**AIM OF THE TASK:**
Pull every line containing "Application" out of the listing below.

**DATASET:**

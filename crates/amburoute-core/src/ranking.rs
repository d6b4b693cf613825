//! Driver-side hospital ranking.
//!
//! Takes hospital-like JSON records whose shape depends on where they came
//! from (the finder endpoint, raw Overpass elements, a places-style
//! `geometry.location` object, the bundled sample list) and turns them into a
//! deduplicated list ordered by estimated arrival time.
//!
//! Records that cannot be used are dropped silently: a placeholder or blank
//! name, no recognisable coordinates, out-of-range coordinates, or a position
//! beyond the profile's radius.

use std::collections::HashSet;

use serde::Serialize;
use serde_json::Value;

use crate::eta::EtaModel;
use crate::geo::{haversine_km, Coordinate};

/// Names upstream sources use for unnamed or synthetic points.
const PLACEHOLDER_NAMES: &[&str] = &["point b", "unknown"];

/// Parameters that differ between the live and offline ranking variants.
#[derive(Debug, Clone, Copy, PartialEq)]
pub struct RankingProfile {
    pub eta: EtaModel,
    /// Records farther than this from the origin are dropped. `None` keeps all.
    pub max_radius_km: Option<f64>,
}

impl RankingProfile {
    /// City driving with a 25% traffic allowance, used for finder results.
    #[must_use]
    pub const fn live() -> Self {
        Self {
            eta: EtaModel::new(35.0, 1.25, 2),
            max_radius_km: Some(15.0),
        }
    }

    /// Emergency-lane speed with no allowance, used for the bundled sample list.
    #[must_use]
    pub const fn offline() -> Self {
        Self {
            eta: EtaModel::new(40.0, 1.0, 1),
            max_radius_km: Some(15.0),
        }
    }
}

#[derive(Debug, Clone, Copy, PartialEq, Eq, Serialize)]
pub enum HospitalStatus {
    #[serde(rename = "EMERGENCY AVAILABLE")]
    EmergencyAvailable,
    #[serde(rename = "NO EMERGENCY")]
    NoEmergency,
}

impl HospitalStatus {
    #[must_use]
    pub fn label(self) -> &'static str {
        match self {
            HospitalStatus::EmergencyAvailable => "EMERGENCY AVAILABLE",
            HospitalStatus::NoEmergency => "NO EMERGENCY",
        }
    }
}

impl std::fmt::Display for HospitalStatus {
    fn fmt(&self, f: &mut std::fmt::Formatter<'_>) -> std::fmt::Result {
        f.write_str(self.label())
    }
}

/// A hospital ready for display, ordered by [`rank_hospitals`].
#[derive(Debug, Clone, Serialize)]
pub struct RankedHospital {
    /// Upstream id when the record carried one, otherwise a fresh UUID.
    pub id: String,
    pub name: String,
    pub position: Coordinate,
    /// Straight-line distance from the origin, rounded to 2 decimals.
    pub distance_km: f64,
    pub eta_min: u32,
    pub status: HospitalStatus,
    pub phone: Option<String>,
    pub address: Option<String>,
    pub services: Option<String>,
}

impl RankedHospital {
    /// Navigation is only offered to hospitals accepting emergencies.
    #[must_use]
    pub fn can_navigate(&self) -> bool {
        self.status == HospitalStatus::EmergencyAvailable
    }
}

/// Rank raw hospital records by estimated arrival time from `origin`.
///
/// Order of operations: name validity, coordinate normalization, radius
/// cutoff, deduplication (first occurrence of name + position wins), then a
/// sort by ETA with distance as the tie-breaker.
#[must_use]
pub fn rank_hospitals(
    records: &[Value],
    origin: Coordinate,
    profile: &RankingProfile,
) -> Vec<RankedHospital> {
    let mut seen = HashSet::new();
    let mut ranked: Vec<RankedHospital> = records
        .iter()
        .filter_map(|record| {
            let name = hospital_name(record)?;
            let position = extract_coordinate(record)?;
            let distance = haversine_km(origin, position);
            if profile.max_radius_km.is_some_and(|max| distance > max) {
                return None;
            }
            Some((record, name, position, distance))
        })
        .filter(|(_, name, position, _)| seen.insert(dedup_key(name, *position)))
        .map(|(record, name, position, distance)| RankedHospital {
            id: record_id(record),
            name: name.to_string(),
            position,
            distance_km: round_2dp(distance),
            eta_min: profile.eta.minutes(distance),
            status: emergency_status(record),
            phone: text_field(record, &["phone"]),
            address: text_field(record, &["address", "vicinity"]),
            services: text_field(record, &["services"]),
        })
        .collect();

    ranked.sort_by(|a, b| {
        a.eta_min
            .cmp(&b.eta_min)
            .then_with(|| a.distance_km.total_cmp(&b.distance_km))
    });

    tracing::debug!(
        input = records.len(),
        ranked = ranked.len(),
        "ranked hospital records"
    );
    ranked
}

/// Returns the record's display name, or `None` when it is blank or a
/// known placeholder.
///
/// Raw Overpass elements keep the name under `tags.name`.
#[must_use]
pub fn hospital_name(record: &Value) -> Option<&str> {
    let name = record
        .get("name")
        .and_then(Value::as_str)
        .or_else(|| {
            record
                .get("tags")
                .and_then(|t| t.get("name"))
                .and_then(Value::as_str)
        })?
        .trim();

    if name.is_empty() {
        return None;
    }
    let lowered = name.to_lowercase();
    if PLACEHOLDER_NAMES.contains(&lowered.as_str()) {
        return None;
    }
    Some(name)
}

/// Extracts a position from any of the supported record shapes.
///
/// Checked in order: `latitude`/`longitude`, `lat`/`lng`, `lat`/`lon`,
/// `geometry.location.lat`/`lng`. Numeric strings are accepted.
#[must_use]
pub fn extract_coordinate(record: &Value) -> Option<Coordinate> {
    let pair = |holder: &Value, lat_key: &str, lng_key: &str| -> Option<(f64, f64)> {
        Some((number_field(holder, lat_key)?, number_field(holder, lng_key)?))
    };

    let (latitude, longitude) = pair(record, "latitude", "longitude")
        .or_else(|| pair(record, "lat", "lng"))
        .or_else(|| pair(record, "lat", "lon"))
        .or_else(|| {
            let location = record.get("geometry")?.get("location")?;
            pair(location, "lat", "lng")
        })?;

    Coordinate::new(latitude, longitude).ok()
}

/// Stable dedup key: SHA-256 over the trimmed name and exact position.
///
/// Signed zeros are folded so `-0.0` and `0.0` share a key.
#[must_use]
pub fn dedup_key(name: &str, position: Coordinate) -> String {
    use sha2::{Digest, Sha256};
    let input = format!(
        "{}\x00{}\x00{}",
        name.trim(),
        position.latitude + 0.0,
        position.longitude + 0.0
    );
    format!("{:x}", Sha256::digest(input.as_bytes()))
}

fn number_field(holder: &Value, key: &str) -> Option<f64> {
    let value = holder.get(key)?;
    value
        .as_f64()
        .or_else(|| value.as_str().and_then(|s| s.trim().parse::<f64>().ok()))
        .filter(|v| v.is_finite())
}

fn text_field(record: &Value, keys: &[&str]) -> Option<String> {
    keys.iter()
        .filter_map(|key| record.get(*key).and_then(Value::as_str))
        .map(str::trim)
        .find(|s| !s.is_empty())
        .map(str::to_string)
}

fn record_id(record: &Value) -> String {
    match record.get("id") {
        Some(Value::String(s)) if !s.trim().is_empty() => s.clone(),
        Some(Value::Number(n)) => n.to_string(),
        _ => uuid::Uuid::new_v4().to_string(),
    }
}

/// Only an explicit "no" disables emergency intake; a missing flag does not.
fn emergency_status(record: &Value) -> HospitalStatus {
    let flag = record
        .get("emergency")
        .or_else(|| record.get("tags").and_then(|t| t.get("emergency")));
    match flag {
        Some(Value::Bool(false)) => HospitalStatus::NoEmergency,
        Some(Value::String(s)) if s.eq_ignore_ascii_case("no") => HospitalStatus::NoEmergency,
        _ => HospitalStatus::EmergencyAvailable,
    }
}

fn round_2dp(value: f64) -> f64 {
    (value * 100.0).round() / 100.0
}

#[cfg(test)]
#[path = "ranking_test.rs"]
mod tests;
//! OSRM `route` service client.

use amburoute_core::Coordinate;
use reqwest::{Client, Url};

use crate::error::OsmError;
use crate::http::{build_client, decode_json, parse_base_url};
use crate::types::{OsrmRouteResponse, Route};

/// Client for an OSRM server's driving profile.
pub struct OsrmClient {
    client: Client,
    base_url: Url,
}

impl OsrmClient {
    /// # Errors
    ///
    /// Returns [`OsmError::Http`] if the `reqwest::Client` cannot be built,
    /// or [`OsmError::InvalidUrl`] if `base_url` does not parse.
    pub fn new(base_url: &str, timeout_secs: u64, user_agent: &str) -> Result<Self, OsmError> {
        Ok(Self {
            client: build_client(timeout_secs, user_agent)?,
            base_url: parse_base_url(base_url)?,
        })
    }

    /// Best driving route from `from` to `to`, with full GeoJSON geometry.
    ///
    /// # Errors
    ///
    /// - [`OsmError::Http`] on network failure or non-2xx status.
    /// - [`OsmError::Deserialize`] if the body is not an OSRM route response.
    /// - [`OsmError::Routing`] if OSRM reports a non-`Ok` code.
    /// - [`OsmError::NoRoute`] if the response holds no routes.
    pub async fn driving_route(&self, from: Coordinate, to: Coordinate) -> Result<Route, OsmError> {
        let url = self.route_url(from, to)?;
        tracing::debug!(%from, %to, "requesting osrm driving route");

        let response = self.client.get(url).send().await?;
        let body: OsrmRouteResponse =
            decode_json(response, &format!("osrm route {from} -> {to}")).await?;

        if body.code != "Ok" {
            return Err(OsmError::Routing {
                code: body.code,
                message: body.message.unwrap_or_default(),
            });
        }

        body.routes.into_iter().next().ok_or_else(|| OsmError::NoRoute {
            from: from.to_string(),
            to: to.to_string(),
        })
    }

    /// OSRM expects `lng,lat` pairs separated by `;` in the path.
    fn route_url(&self, from: Coordinate, to: Coordinate) -> Result<Url, OsmError> {
        let path = format!(
            "route/v1/driving/{},{};{},{}",
            from.longitude, from.latitude, to.longitude, to.latitude
        );
        let mut url = self.base_url.join(&path).map_err(|e| OsmError::InvalidUrl {
            url: format!("{}{path}", self.base_url),
            reason: e.to_string(),
        })?;
        url.query_pairs_mut()
            .append_pair("overview", "full")
            .append_pair("geometries", "geojson");
        Ok(url)
    }
}

#[cfg(test)]
mod tests {
    use super::*;

    #[test]
    fn route_url_orders_longitude_first() {
        let client = OsrmClient::new("https://router.project-osrm.org", 5, "test").unwrap();
        let from = Coordinate::new(13.0675, 80.2345).unwrap();
        let to = Coordinate::new(13.0569, 80.2425).unwrap();
        let url = client.route_url(from, to).unwrap();
        assert_eq!(
            url.as_str(),
            "https://router.project-osrm.org/route/v1/driving/80.2345,13.0675;80.2425,13.0569\
             ?overview=full&geometries=geojson"
        );
    }

    #[test]
    fn route_url_keeps_base_path_prefix() {
        let client = OsrmClient::new("http://localhost:5000/osrm", 5, "test").unwrap();
        let from = Coordinate::new(1.0, 2.0).unwrap();
        let to = Coordinate::new(3.0, 4.0).unwrap();
        let url = client.route_url(from, to).unwrap();
        assert!(
            url.as_str()
                .starts_with("http://localhost:5000/osrm/route/v1/driving/2,1;4,3?"),
            "unexpected url {url}"
        );
    }
}
//! Acting-user extraction.
//!
//! Authentication happens upstream; the engine only needs to know who acts.
//! The caller's identity arrives in the `X-Actor-Id` header and becomes the
//! operation context of the request.

use axum::{extract::FromRequestParts, http::request::Parts, response::Response};
use docflow_core::OperationContext;
use docflow_shared::AppError;
use docflow_shared::types::UserId;

use crate::error::app_error_response;

/// Header carrying the acting user's id.
pub const ACTOR_HEADER: &str = "x-actor-id";

/// The operation context of an identified caller.
///
/// ```ignore
/// async fn handler(actor: Actor) -> impl IntoResponse {
///     let ctx = actor.context();
///     // ...
/// }
/// ```
#[derive(Debug, Clone, Copy)]
pub struct Actor(pub OperationContext);

impl Actor {
    /// Returns the context for engine calls.
    #[must_use]
    pub fn context(&self) -> &OperationContext {
        &self.0
    }
}

impl<S> FromRequestParts<S> for Actor
where
    S: Send + Sync,
{
    type Rejection = Response;

    async fn from_request_parts(parts: &mut Parts, _state: &S) -> Result<Self, Self::Rejection> {
        let Some(value) = parts.headers.get(ACTOR_HEADER) else {
            return Err(app_error_response(&AppError::Unauthorized(
                "X-Actor-Id header is required".to_string(),
            )));
        };

        value
            .to_str()
            .ok()
            .and_then(|raw| raw.trim().parse::<UserId>().ok())
            .map(|actor| Self(OperationContext::new(actor)))
            .ok_or_else(|| {
                app_error_response(&AppError::Unauthorized(
                    "X-Actor-Id must be a UUID".to_string(),
                ))
            })
    }
}
//! Application-wide error types.
//!
//! Engine failures carry their own taxonomy in `docflow-core`; `AppError`
//! covers the glue around it (request parsing, missing context, startup).

use thiserror::Error;

/// Application error types.
#[derive(Debug, Error)]
pub enum AppError {
    /// The caller could not be identified.
    #[error("Authentication failed: {0}")]
    Unauthorized(String),

    /// Malformed request input.
    #[error("Validation error: {0}")]
    Validation(String),

    /// Configuration could not be loaded.
    #[error("Configuration error: {0}")]
    Configuration(String),

    /// Internal server error.
    #[error("Internal error: {0}")]
    Internal(String),
}

impl AppError {
    /// Returns the HTTP status code for this error.
    #[must_use]
    pub const fn status_code(&self) -> u16 {
        match self {
            Self::Unauthorized(_) => 401,
            Self::Validation(_) => 400,
            Self::Configuration(_) | Self::Internal(_) => 500,
        }
    }

    /// Returns the error code for API responses.
    #[must_use]
    pub const fn error_code(&self) -> &'static str {
        match self {
            Self::Unauthorized(_) => "UNAUTHORIZED",
            Self::Validation(_) => "VALIDATION_ERROR",
            Self::Configuration(_) => "CONFIGURATION_ERROR",
            Self::Internal(_) => "INTERNAL_ERROR",
        }
    }
}

impl From<config::ConfigError> for AppError {
    fn from(err: config::ConfigError) -> Self {
        Self::Configuration(err.to_string())
    }
}

#[cfg(test)]
mod tests {
    use super::*;

    #[test]
    fn test_error_status_codes() {
        assert_eq!(AppError::Unauthorized(String::new()).status_code(), 401);
        assert_eq!(AppError::Validation(String::new()).status_code(), 400);
        assert_eq!(AppError::Configuration(String::new()).status_code(), 500);
        assert_eq!(AppError::Internal(String::new()).status_code(), 500);
    }

    #[test]
    fn test_error_codes() {
        assert_eq!(
            AppError::Unauthorized(String::new()).error_code(),
            "UNAUTHORIZED"
        );
        assert_eq!(
            AppError::Validation(String::new()).error_code(),
            "VALIDATION_ERROR"
        );
        assert_eq!(
            AppError::Configuration(String::new()).error_code(),
            "CONFIGURATION_ERROR"
        );
        assert_eq!(
            AppError::Internal(String::new()).error_code(),
            "INTERNAL_ERROR"
        );
    }

    #[test]
    fn test_error_display() {
        assert_eq!(
            AppError::Unauthorized("msg".into()).to_string(),
            "Authentication failed: msg"
        );
        assert_eq!(
            AppError::Validation("msg".into()).to_string(),
            "Validation error: msg"
        );
        assert_eq!(
            AppError::Configuration("msg".into()).to_string(),
            "Configuration error: msg"
        );
    }
}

**EXPECTED ANSWER:**
//! Application-wide error types.
/// Application error types.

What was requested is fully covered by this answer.